-- INPUT RECORDS follows --

// SPDX-License-Identifier: MIT
//
// RenderGraph: which subtrees need repainting this frame.
//
// Collaborators that know what changed (a price ticked, a balance moved)
// mark the affected node ids against the root they render under. The
// renderer takes the set for its root at the start of a frame: taking is
// atomic, so marks that land while the walk is running belong to the next
// frame, and bits taken by a frame never survive it, whether the frame
// succeeds, fails, or is cancelled.
//
// Disabled, the graph reports every node as dirty. That turns the walker's
// trust-the-previous-fingerprint fast path off without touching the cache.

use std::collections::{HashMap, HashSet};

use parking_lot::Mutex;

use crate::node::NodeId;

// ─── DirtySet ───────────────────────────────────────────────────────────────

/// The dirty nodes for one frame.
#[derive(Debug, Clone, PartialEq, Eq)]
pub enum DirtySet {
    /// Tracking is disabled: everything is dirty.
    All,
    /// Exactly these nodes were marked.
    Nodes(HashSet<NodeId>),
}

impl DirtySet {
    /// An empty set: nothing was marked.
    #[must_use]
    pub fn none() -> Self {
        Self::Nodes(HashSet::new())
    }

    #[must_use]
    pub fn contains(&self, id: NodeId) -> bool {
        match self {
            Self::All => true,
            Self::Nodes(ids) => ids.contains(&id),
        }
    }

    #[must_use]
    pub fn is_empty(&self) -> bool {
        matches!(self, Self::Nodes(ids) if ids.is_empty())
    }

    #[must_use]
    pub const fn is_all(&self) -> bool {
        matches!(self, Self::All)
    }
}

impl FromIterator<NodeId> for DirtySet {
    fn from_iter<I: IntoIterator<Item = NodeId>>(iter: I) -> Self {
        Self::Nodes(iter.into_iter().collect())
    }
}

// ─── RenderGraph ────────────────────────────────────────────────────────────

#[derive(Debug)]
struct GraphState {
    enabled: bool,
    dirty: HashMap<NodeId, HashSet<NodeId>>,
}

/// Frame-scoped dirty tracking, keyed by root node.
///
/// Shared between the renderer and whatever tracks domain changes, usually
/// behind an `Arc`.
#[derive(Debug)]
pub struct RenderGraph {
    state: Mutex<GraphState>,
}

impl RenderGraph {
    #[must_use]
    pub fn new() -> Self {
        Self {
            state: Mutex::new(GraphState {
                enabled: true,
                dirty: HashMap::new(),
            }),
        }
    }

    /// Mark `node` as needing a repaint in the next frame of `root`.
    pub fn mark_dirty(&self, root: NodeId, node: NodeId) {
        self.state
            .lock()
            .dirty
            .entry(root)
            .or_default()
            .insert(node);
    }

    /// Mark several nodes at once.
    pub fn mark_all(&self, root: NodeId, nodes: impl IntoIterator<Item = NodeId>) {
        self.state.lock().dirty.entry(root).or_default().extend(nodes);
    }

    /// Enable or disable tracking. Disabling drops all pending marks.
    pub fn set_enabled(&self, enabled: bool) {
        let mut state = self.state.lock();
        state.enabled = enabled;
        if !enabled {
            state.dirty.clear();
        }
    }

    #[must_use]
    pub fn is_enabled(&self) -> bool {
        self.state.lock().enabled
    }

    /// Remove and return the dirty set for `root`.
    pub fn take(&self, root: NodeId) -> DirtySet {
        let mut state = self.state.lock();
        if !state.enabled {
            return DirtySet::All;
        }
        DirtySet::Nodes(state.dirty.remove(&root).unwrap_or_default())
    }

    /// Drop pending marks for `root` without reading them.
    pub fn clear(&self, root: NodeId) {
        self.state.lock().dirty.remove(&root);
    }

    /// Whether `node` is currently marked under `root`.
    #[must_use]
    pub fn is_dirty(&self, root: NodeId, node: NodeId) -> bool {
        let state = self.state.lock();
        !state.enabled || state.dirty.get(&root).is_some_and(|ids| ids.contains(&node))
    }
}

impl Default for RenderGraph {
    fn default() -> Self {
        Self::new()
    }
}

// ─── Tests ──────────────────────────────────────────────────────────────────
// SPDX-License-Identifier: MIT
//
// TerminalEnvironment: the capability snapshot a frame is painted under.
//
// Queried once at the start of every frame. It is part of every cache key:
// a surface painted without color is not the same surface as one painted
// with color, even if the node's content is identical. When the snapshot
// changes between frames the whole cache is dropped.
//
// Detection follows the usual conventions:
//
//   NO_COLOR (any value)       → no color
//   TERM=dumb                  → no color, no unicode
//   LC_ALL / LC_CTYPE / LANG   → unicode if the first one that is set
//                                mentions UTF-8

use crate::geometry::Size;

// ─── TerminalEnvironment ────────────────────────────────────────────────────

/// What the terminal can display, and how big it is.
#[derive(Debug, Clone, Copy, PartialEq, Eq, Hash)]
pub struct TerminalEnvironment {
    /// Whether indexed colors may be emitted.
    pub color: bool,
    /// Whether non-ASCII glyphs may be emitted.
    pub unicode: bool,
    /// Terminal size in cells.
    pub size: Size,
}

impl TerminalEnvironment {
    /// A fully capable terminal of the given size.
    #[inline]
    #[must_use]
    pub const fn new(size: Size) -> Self {
        Self {
            color: true,
            unicode: true,
            size,
        }
    }

    #[inline]
    #[must_use]
    pub const fn with_color(self, color: bool) -> Self {
        Self { color, ..self }
    }

    #[inline]
    #[must_use]
    pub const fn with_unicode(self, unicode: bool) -> Self {
        Self { unicode, ..self }
    }

    #[inline]
    #[must_use]
    pub const fn with_size(self, size: Size) -> Self {
        Self { size, ..self }
    }

    /// Detect capabilities from the process environment.
    #[must_use]
    pub fn detect(size: Size) -> Self {
        Self::from_vars(|name| std::env::var(name).ok(), size)
    }

    /// Detect capabilities from an arbitrary variable lookup.
    pub fn from_vars(lookup: impl Fn(&str) -> Option<String>, size: Size) -> Self {
        let dumb = lookup("TERM").is_some_and(|t| t == "dumb");
        let no_color = lookup("NO_COLOR").is_some();

        let locale = ["LC_ALL", "LC_CTYPE", "LANG"]
            .iter()
            .find_map(|name| lookup(name).filter(|v| !v.is_empty()));
        let utf8 = locale.is_some_and(|v| {
            let v = v.to_ascii_lowercase();
            v.contains("utf-8") || v.contains("utf8")
        });

        Self {
            color: !dumb && !no_color,
            unicode: !dumb && utf8,
            size,
        }
    }
}

// ─── EnvironmentSource ──────────────────────────────────────────────────────

/// Where the renderer gets its per-frame snapshot from.
///
/// Implemented for a fixed [`TerminalEnvironment`] (headless and tests) and
/// for any closure returning one (live terminals that re-query size).
pub trait EnvironmentSource: Send + Sync {
    fn snapshot(&self) -> TerminalEnvironment;
}

impl EnvironmentSource for TerminalEnvironment {
    fn snapshot(&self) -> TerminalEnvironment {
        *self
    }
}

impl<F> EnvironmentSource for F
where
    F: Fn() -> TerminalEnvironment + Send + Sync,
{
    fn snapshot(&self) -> TerminalEnvironment {
        self()
    }
}

// ─── Tests ──────────────────────────────────────────────────────────────────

-- INPUT RECORDS concluded --

**WORK TO COMPLETE**
The records above are to be output in full and without error.

**TASK RESPONSE**
// SPDX-License-Identifier: MIT
//
// RenderGraph: which subtrees need repainting this frame.
//
// Collaborators that know what changed (a price ticked, a balance moved)
// mark the affected node ids against the root they render under. The
// renderer takes the set for its root at the start of a frame: taking is
// atomic, so marks that land while the walk is running belong to the next
// frame, and bits taken by a frame never survive it, whether the frame
// succeeds, fails, or is cancelled.
//
// Disabled, the graph reports every node as dirty. That turns the walker's
// trust-the-previous-fingerprint fast path off without touching the cache.

use std::collections::{HashMap, HashSet};

use parking_lot::Mutex;

use crate::node::NodeId;

// ─── DirtySet ───────────────────────────────────────────────────────────────

/// The dirty nodes for one frame.
#[derive(Debug, Clone, PartialEq, Eq)]
pub enum DirtySet {
    /// Tracking is disabled: everything is dirty.
    All,
    /// Exactly these nodes were marked.
    Nodes(HashSet<NodeId>),
}

impl DirtySet {
    /// An empty set: nothing was marked.
    #[must_use]
    pub fn none() -> Self {
        Self::Nodes(HashSet::new())
    }

    #[must_use]
    pub fn contains(&self, id: NodeId) -> bool {
        match self {
            Self::All => true,
            Self::Nodes(ids) => ids.contains(&id),
        }
    }

    #[must_use]
    pub fn is_empty(&self) -> bool {
        matches!(self, Self::Nodes(ids) if ids.is_empty())
    }

    #[must_use]
    pub const fn is_all(&self) -> bool {
        matches!(self, Self::All)
    }
}

impl FromIterator<NodeId> for DirtySet {
    fn from_iter<I: IntoIterator<Item = NodeId>>(iter: I) -> Self {
        Self::Nodes(iter.into_iter().collect())
    }
}

// ─── RenderGraph ────────────────────────────────────────────────────────────

#[derive(Debug)]
struct GraphState {
    enabled: bool,
    dirty: HashMap<NodeId, HashSet<NodeId>>,
}

/// Frame-scoped dirty tracking, keyed by root node.
///
/// Shared between the renderer and whatever tracks domain changes, usually
/// behind an `Arc`.
#[derive(Debug)]
pub struct RenderGraph {
    state: Mutex<GraphState>,
}

impl RenderGraph {
    #[must_use]
    pub fn new() -> Self {
        Self {
            state: Mutex::new(GraphState {
                enabled: true,
                dirty: HashMap::new(),
            }),
        }
    }

    /// Mark `node` as needing a repaint in the next frame of `root`.
    pub fn mark_dirty(&self, root: NodeId, node: NodeId) {
        self.state
            .lock()
            .dirty
            .entry(root)
            .or_default()
            .insert(node);
    }

    /// Mark several nodes at once.
    pub fn mark_all(&self, root: NodeId, nodes: impl IntoIterator<Item = NodeId>) {
        self.state.lock().dirty.entry(root).or_default().extend(nodes);
    }

    /// Enable or disable tracking. Disabling drops all pending marks.
    pub fn set_enabled(&self, enabled: bool) {
        let mut state = self.state.lock();
        state.enabled = enabled;
        if !enabled {
            state.dirty.clear();
        }
    }

    #[must_use]
    pub fn is_enabled(&self) -> bool {
        self.state.lock().enabled
    }

    /// Remove and return the dirty set for `root`.
    pub fn take(&self, root: NodeId) -> DirtySet {
        let mut state = self.state.lock();
        if !state.enabled {
            return DirtySet::All;
        }
        DirtySet::Nodes(state.dirty.remove(&root).unwrap_or_default())
    }

    /// Drop pending marks for `root` without reading them.
    pub fn clear(&self, root: NodeId) {
        self.state.lock().dirty.remove(&root);
    }

    /// Whether `node` is currently marked under `root`.
    #[must_use]
    pub fn is_dirty(&self, root: NodeId, node: NodeId) -> bool {
        let state = self.state.lock();
        !state.enabled || state.dirty.get(&root).is_some_and(|ids| ids.contains(&node))
    }
}

impl Default for RenderGraph {
    fn default() -> Self {
        Self::new()
    }
}

// ─── Tests ──────────────────────────────────────────────────────────────────
// SPDX-License-Identifier: MIT
//
// TerminalEnvironment: the capability snapshot a frame is painted under.
//
// Queried once at the start of every frame. It is part of every cache key:
// a surface painted without color is not the same surface as one painted
// with color, even if the node's content is identical. When the snapshot
// changes between frames the whole cache is dropped.
//
// Detection follows the usual conventions:
//
//   NO_COLOR (any value)       → no color
//   TERM=dumb                  → no color, no unicode
//   LC_ALL / LC_CTYPE / LANG   → unicode if the first one that is set
//                                mentions UTF-8

use crate::geometry::Size;

// ─── TerminalEnvironment ────────────────────────────────────────────────────

/// What the terminal can display, and how big it is.
#[derive(Debug, Clone, Copy, PartialEq, Eq, Hash)]
pub struct TerminalEnvironment {
    /// Whether indexed colors may be emitted.
    pub color: bool,
    /// Whether non-ASCII glyphs may be emitted.
    pub unicode: bool,
    /// Terminal size in cells.
    pub size: Size,
}

impl TerminalEnvironment {
    /// A fully capable terminal of the given size.
    #[inline]
    #[must_use]
    pub const fn new(size: Size) -> Self {
        Self {
            color: true,
            unicode: true,
            size,
        }
    }

    #[inline]
    #[must_use]
    pub const fn with_color(self, color: bool) -> Self {
        Self { color, ..self }
    }

    #[inline]
    #[must_use]
    pub const fn with_unicode(self, unicode: bool) -> Self {
        Self { unicode, ..self }
    }

    #[inline]
    #[must_use]
    pub const fn with_size(self, size: Size) -> Self {
        Self { size, ..self }
    }

    /// Detect capabilities from the process environment.
    #[must_use]
    pub fn detect(size: Size) -> Self {
        Self::from_vars(|name| std::env::var(name).ok(), size)
    }

    /// Detect capabilities from an arbitrary variable lookup.
    pub fn from_vars(lookup: impl Fn(&str) -> Option<String>, size: Size) -> Self {
        let dumb = lookup("TERM").is_some_and(|t| t == "dumb");
        let no_color = lookup("NO_COLOR").is_some();

        let locale = ["LC_ALL", "LC_CTYPE", "LANG"]
            .iter()
            .find_map(|name| lookup(name).filter(|v| !v.is_empty()));
        let utf8 = locale.is_some_and(|v| {
            let v = v.to_ascii_lowercase();
            v.contains("utf-8") || v.contains("utf8")
        });

        Self {
            color: !dumb && !no_color,
            unicode: !dumb && utf8,
            size,
        }
    }
}

// ─── EnvironmentSource ──────────────────────────────────────────────────────

/// Where the renderer gets its per-frame snapshot from.
///
/// Implemented for a fixed [`TerminalEnvironment`] (headless and tests) and
/// for any closure returning one (live terminals that re-query size).
pub trait EnvironmentSource: Send + Sync {
    fn snapshot(&self) -> TerminalEnvironment;
}

impl EnvironmentSource for TerminalEnvironment {
    fn snapshot(&self) -> TerminalEnvironment {
        *self
    }
}

impl<F> EnvironmentSource for F
where
    F: Fn() -> TerminalEnvironment + Send + Sync,
{
    fn snapshot(&self) -> TerminalEnvironment {
        self()
    }
}

// ─── Tests ──────────────────────────────────────────────────────────────────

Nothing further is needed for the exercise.